Work instruction >>
Repeat exactly the lines of the entries below from the one with "pub fn linear(b: &mut" through the one with "let pre = gate(b, x, n_in, h, n)?;", both ends included, and nothing else.

---- Material shown

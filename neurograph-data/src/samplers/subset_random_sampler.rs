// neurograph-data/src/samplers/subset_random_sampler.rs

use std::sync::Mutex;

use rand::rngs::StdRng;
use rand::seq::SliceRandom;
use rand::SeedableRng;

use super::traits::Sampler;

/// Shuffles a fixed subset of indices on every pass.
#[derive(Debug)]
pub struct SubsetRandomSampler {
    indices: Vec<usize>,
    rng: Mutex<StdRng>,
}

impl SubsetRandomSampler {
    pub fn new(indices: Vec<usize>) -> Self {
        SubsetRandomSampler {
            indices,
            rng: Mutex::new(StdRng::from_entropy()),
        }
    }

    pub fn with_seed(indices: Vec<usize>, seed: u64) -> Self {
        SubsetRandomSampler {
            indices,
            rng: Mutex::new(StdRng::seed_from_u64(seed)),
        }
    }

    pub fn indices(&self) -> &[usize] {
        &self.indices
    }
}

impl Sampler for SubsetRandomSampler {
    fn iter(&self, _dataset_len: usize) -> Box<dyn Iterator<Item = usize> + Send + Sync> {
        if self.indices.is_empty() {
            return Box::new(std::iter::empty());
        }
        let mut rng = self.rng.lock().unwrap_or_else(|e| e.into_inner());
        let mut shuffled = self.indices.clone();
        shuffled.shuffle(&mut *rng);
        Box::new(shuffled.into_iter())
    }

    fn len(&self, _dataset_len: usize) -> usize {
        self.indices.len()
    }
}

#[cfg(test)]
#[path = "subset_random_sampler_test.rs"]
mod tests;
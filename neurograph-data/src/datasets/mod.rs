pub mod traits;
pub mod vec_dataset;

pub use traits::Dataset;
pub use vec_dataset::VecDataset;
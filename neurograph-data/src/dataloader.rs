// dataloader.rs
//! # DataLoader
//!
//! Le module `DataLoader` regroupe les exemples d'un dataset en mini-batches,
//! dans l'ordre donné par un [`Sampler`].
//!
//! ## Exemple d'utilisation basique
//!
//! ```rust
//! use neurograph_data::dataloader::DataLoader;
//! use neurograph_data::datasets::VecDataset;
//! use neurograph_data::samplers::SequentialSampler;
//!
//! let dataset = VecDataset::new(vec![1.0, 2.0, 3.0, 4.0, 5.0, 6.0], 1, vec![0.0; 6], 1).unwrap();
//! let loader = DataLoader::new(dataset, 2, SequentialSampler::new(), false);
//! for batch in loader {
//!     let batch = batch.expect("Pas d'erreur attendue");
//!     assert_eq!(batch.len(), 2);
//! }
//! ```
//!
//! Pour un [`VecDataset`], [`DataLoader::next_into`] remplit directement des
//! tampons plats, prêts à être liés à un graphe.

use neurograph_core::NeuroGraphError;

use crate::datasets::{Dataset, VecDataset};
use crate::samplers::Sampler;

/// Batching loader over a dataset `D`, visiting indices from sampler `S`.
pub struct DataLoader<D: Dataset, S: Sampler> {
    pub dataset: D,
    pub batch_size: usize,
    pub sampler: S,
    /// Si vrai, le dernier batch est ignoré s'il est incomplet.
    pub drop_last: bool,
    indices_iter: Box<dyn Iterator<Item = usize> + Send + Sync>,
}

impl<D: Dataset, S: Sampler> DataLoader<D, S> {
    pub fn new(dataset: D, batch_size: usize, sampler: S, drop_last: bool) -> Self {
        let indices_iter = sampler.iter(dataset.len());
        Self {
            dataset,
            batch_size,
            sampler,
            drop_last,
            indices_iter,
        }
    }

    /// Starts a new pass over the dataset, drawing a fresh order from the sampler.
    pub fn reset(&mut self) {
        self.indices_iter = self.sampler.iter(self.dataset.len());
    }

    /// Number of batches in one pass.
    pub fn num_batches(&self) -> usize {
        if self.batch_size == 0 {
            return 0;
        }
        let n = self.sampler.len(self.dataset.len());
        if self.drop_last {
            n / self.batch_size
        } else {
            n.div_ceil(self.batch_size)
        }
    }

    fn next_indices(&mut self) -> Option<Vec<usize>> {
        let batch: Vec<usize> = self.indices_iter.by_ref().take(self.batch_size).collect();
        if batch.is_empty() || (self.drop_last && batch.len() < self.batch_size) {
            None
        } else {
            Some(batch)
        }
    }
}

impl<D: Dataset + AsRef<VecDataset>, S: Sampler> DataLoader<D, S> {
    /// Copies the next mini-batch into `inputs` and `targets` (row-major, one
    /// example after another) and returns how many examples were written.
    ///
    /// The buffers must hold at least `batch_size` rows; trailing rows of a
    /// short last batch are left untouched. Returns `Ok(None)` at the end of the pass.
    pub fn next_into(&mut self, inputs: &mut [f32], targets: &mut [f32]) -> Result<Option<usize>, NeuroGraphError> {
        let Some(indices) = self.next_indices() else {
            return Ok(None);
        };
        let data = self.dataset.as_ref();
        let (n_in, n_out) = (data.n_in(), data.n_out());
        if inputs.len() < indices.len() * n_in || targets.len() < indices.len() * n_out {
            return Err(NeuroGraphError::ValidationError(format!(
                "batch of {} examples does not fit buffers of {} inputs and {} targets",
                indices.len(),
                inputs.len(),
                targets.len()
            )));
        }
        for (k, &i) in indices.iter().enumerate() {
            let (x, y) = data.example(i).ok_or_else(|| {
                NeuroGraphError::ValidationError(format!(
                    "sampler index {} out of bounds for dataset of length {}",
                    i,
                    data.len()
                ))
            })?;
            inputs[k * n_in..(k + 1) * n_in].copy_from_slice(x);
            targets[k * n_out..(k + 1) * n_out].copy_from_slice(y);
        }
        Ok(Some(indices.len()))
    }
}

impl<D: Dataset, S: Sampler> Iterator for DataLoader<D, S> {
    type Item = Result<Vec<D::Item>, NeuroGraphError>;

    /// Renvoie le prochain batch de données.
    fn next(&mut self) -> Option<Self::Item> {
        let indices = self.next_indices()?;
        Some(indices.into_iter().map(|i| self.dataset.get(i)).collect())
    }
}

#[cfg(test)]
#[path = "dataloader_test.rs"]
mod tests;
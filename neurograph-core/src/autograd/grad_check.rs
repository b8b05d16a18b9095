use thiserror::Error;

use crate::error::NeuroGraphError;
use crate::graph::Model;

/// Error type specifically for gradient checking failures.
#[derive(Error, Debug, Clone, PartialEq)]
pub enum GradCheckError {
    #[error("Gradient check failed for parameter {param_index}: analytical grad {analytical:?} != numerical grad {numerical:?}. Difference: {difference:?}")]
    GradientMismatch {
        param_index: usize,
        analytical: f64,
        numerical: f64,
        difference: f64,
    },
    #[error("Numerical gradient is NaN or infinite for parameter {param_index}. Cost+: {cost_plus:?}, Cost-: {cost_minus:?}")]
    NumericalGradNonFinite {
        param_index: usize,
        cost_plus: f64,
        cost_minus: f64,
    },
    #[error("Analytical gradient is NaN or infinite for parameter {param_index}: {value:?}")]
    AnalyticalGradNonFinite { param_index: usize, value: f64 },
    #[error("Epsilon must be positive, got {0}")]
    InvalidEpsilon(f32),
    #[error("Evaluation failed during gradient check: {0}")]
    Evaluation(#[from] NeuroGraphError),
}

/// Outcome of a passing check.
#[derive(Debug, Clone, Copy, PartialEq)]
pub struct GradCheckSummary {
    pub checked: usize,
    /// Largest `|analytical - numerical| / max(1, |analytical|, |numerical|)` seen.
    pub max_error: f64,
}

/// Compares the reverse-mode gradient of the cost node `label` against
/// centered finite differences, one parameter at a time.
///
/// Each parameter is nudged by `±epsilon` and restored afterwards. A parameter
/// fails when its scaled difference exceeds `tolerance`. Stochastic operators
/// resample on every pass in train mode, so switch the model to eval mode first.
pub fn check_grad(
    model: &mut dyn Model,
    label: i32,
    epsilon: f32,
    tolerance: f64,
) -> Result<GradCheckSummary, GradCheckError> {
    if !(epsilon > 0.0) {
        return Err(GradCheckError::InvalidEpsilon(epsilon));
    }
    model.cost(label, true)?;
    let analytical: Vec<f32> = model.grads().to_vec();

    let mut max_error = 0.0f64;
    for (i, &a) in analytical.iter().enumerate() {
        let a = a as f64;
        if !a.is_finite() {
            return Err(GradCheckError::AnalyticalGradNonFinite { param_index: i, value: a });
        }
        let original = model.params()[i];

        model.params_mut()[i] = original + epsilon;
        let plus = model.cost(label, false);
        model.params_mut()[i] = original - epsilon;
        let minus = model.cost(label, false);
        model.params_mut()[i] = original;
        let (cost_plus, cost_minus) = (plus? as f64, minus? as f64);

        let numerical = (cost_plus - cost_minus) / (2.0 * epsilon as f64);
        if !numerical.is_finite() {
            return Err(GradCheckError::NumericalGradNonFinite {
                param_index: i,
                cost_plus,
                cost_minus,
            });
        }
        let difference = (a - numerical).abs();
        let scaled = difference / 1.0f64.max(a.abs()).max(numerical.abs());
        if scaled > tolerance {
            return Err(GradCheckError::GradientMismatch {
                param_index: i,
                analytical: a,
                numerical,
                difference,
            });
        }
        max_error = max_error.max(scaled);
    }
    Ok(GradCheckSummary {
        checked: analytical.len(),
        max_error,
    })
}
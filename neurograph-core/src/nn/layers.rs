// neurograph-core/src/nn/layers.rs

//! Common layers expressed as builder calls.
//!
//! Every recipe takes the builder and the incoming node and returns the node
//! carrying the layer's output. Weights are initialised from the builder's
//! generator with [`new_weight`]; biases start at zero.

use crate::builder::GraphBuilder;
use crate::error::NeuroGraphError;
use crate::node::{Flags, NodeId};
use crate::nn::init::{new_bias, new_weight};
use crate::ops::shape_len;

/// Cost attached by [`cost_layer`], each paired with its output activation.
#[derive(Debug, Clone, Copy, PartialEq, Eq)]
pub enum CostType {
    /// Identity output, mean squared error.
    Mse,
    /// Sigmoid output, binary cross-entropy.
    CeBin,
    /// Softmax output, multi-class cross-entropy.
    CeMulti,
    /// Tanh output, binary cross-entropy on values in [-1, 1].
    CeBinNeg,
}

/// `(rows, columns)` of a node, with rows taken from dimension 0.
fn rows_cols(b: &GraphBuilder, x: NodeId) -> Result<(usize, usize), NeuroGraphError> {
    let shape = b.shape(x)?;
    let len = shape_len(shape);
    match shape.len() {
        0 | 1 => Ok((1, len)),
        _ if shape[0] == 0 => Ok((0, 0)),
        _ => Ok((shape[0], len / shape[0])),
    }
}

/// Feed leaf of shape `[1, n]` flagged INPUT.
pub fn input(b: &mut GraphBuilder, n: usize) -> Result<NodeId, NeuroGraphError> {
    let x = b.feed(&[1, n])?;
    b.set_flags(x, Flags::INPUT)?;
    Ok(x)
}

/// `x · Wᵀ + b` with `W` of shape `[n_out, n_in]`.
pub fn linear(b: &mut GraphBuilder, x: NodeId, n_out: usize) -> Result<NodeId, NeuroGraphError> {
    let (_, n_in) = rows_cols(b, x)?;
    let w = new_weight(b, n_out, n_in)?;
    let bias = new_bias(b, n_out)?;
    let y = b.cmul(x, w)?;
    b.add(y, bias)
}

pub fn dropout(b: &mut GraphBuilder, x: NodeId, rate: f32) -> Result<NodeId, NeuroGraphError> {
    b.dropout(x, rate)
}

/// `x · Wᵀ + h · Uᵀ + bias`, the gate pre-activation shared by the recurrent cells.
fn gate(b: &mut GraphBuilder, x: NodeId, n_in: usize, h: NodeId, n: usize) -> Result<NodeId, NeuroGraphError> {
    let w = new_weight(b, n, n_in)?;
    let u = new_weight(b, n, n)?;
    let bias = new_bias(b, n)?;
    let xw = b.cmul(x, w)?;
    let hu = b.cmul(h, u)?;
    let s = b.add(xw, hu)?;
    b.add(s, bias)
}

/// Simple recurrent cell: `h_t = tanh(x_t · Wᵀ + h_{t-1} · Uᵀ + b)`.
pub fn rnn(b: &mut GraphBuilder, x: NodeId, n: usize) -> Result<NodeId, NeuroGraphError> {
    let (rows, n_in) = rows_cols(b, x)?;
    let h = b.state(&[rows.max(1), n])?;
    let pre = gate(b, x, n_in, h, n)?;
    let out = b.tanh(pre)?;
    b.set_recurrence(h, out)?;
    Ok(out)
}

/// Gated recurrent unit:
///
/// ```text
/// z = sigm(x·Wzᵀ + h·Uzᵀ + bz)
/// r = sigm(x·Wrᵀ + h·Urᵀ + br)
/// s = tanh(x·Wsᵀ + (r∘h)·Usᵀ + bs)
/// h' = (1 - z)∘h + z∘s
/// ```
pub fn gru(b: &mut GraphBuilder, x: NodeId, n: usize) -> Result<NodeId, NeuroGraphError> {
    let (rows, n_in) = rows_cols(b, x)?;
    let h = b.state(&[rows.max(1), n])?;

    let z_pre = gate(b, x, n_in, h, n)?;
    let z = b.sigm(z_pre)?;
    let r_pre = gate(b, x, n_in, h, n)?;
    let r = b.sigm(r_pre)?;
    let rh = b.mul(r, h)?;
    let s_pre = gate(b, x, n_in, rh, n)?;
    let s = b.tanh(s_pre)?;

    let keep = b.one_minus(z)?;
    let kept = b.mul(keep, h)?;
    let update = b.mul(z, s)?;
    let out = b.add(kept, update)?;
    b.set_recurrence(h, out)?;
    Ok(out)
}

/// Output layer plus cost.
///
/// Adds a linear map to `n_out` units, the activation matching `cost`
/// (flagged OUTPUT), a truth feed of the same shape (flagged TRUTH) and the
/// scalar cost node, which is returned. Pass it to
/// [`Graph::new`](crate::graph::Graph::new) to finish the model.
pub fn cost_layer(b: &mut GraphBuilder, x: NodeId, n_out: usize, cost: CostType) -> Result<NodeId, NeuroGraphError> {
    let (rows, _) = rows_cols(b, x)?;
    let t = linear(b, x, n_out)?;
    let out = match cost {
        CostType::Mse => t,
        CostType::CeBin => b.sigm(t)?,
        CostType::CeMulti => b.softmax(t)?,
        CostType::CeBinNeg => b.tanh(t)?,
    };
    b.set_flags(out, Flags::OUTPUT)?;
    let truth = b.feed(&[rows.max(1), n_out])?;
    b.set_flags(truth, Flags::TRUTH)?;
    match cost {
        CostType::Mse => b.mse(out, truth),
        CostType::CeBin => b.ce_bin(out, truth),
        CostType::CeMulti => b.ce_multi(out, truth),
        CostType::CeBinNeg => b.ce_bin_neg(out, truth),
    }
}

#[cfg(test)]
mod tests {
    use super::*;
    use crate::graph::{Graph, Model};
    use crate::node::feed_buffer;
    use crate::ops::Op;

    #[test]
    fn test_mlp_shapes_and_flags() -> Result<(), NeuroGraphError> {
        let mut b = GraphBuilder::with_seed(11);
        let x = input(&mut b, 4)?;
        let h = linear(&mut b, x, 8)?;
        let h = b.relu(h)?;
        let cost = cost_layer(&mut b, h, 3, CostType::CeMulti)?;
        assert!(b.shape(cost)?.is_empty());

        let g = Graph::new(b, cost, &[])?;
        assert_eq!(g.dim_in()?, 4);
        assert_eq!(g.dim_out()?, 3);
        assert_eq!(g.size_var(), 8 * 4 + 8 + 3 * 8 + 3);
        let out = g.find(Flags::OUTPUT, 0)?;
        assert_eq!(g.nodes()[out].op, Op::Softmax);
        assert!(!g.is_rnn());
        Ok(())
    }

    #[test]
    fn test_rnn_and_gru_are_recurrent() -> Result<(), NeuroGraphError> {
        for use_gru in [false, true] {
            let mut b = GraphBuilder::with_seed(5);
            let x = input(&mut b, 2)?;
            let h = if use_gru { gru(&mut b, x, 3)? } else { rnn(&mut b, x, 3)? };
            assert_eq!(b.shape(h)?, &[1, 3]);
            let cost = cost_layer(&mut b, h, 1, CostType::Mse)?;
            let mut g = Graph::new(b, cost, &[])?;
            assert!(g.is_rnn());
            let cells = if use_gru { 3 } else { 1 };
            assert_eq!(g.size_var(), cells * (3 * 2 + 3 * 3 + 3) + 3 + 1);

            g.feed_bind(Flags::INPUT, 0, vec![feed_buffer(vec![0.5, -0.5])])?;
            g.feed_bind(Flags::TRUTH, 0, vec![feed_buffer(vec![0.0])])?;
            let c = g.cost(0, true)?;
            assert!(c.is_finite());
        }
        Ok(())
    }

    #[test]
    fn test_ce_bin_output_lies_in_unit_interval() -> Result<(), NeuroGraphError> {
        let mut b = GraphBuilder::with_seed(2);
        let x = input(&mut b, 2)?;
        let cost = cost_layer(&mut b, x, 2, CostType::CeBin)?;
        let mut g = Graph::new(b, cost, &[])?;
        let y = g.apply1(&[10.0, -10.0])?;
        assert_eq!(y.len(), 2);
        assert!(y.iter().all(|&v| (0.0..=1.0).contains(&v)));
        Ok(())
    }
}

--------

Exercise solution >>
pub fn linear(b: &mut GraphBuilder, x: NodeId, n_out: usize) -> Result<NodeId, NeuroGraphError> {
    let (_, n_in) = rows_cols(b, x)?;
    let w = new_weight(b, n_out, n_in)?;
    let bias = new_bias(b, n_out)?;
    let y = b.cmul(x, w)?;
    b.add(y, bias)
}

pub fn dropout(b: &mut GraphBuilder, x: NodeId, rate: f32) -> Result<NodeId, NeuroGraphError> {
    b.dropout(x, rate)
}

/// `x · Wᵀ + h · Uᵀ + bias`, the gate pre-activation shared by the recurrent cells.
fn gate(b: &mut GraphBuilder, x: NodeId, n_in: usize, h: NodeId, n: usize) -> Result<NodeId, NeuroGraphError> {
    let w = new_weight(b, n, n_in)?;
    let u = new_weight(b, n, n)?;
    let bias = new_bias(b, n)?;
    let xw = b.cmul(x, w)?;
    let hu = b.cmul(h, u)?;
    let s = b.add(xw, hu)?;
    b.add(s, bias)
}

/// Simple recurrent cell: `h_t = tanh(x_t · Wᵀ + h_{t-1} · Uᵀ + b)`.
pub fn rnn(b: &mut GraphBuilder, x: NodeId, n: usize) -> Result<NodeId, NeuroGraphError> {
    let (rows, n_in) = rows_cols(b, x)?;
    let h = b.state(&[rows.max(1), n])?;
    let pre = gate(b, x, n_in, h, n)?;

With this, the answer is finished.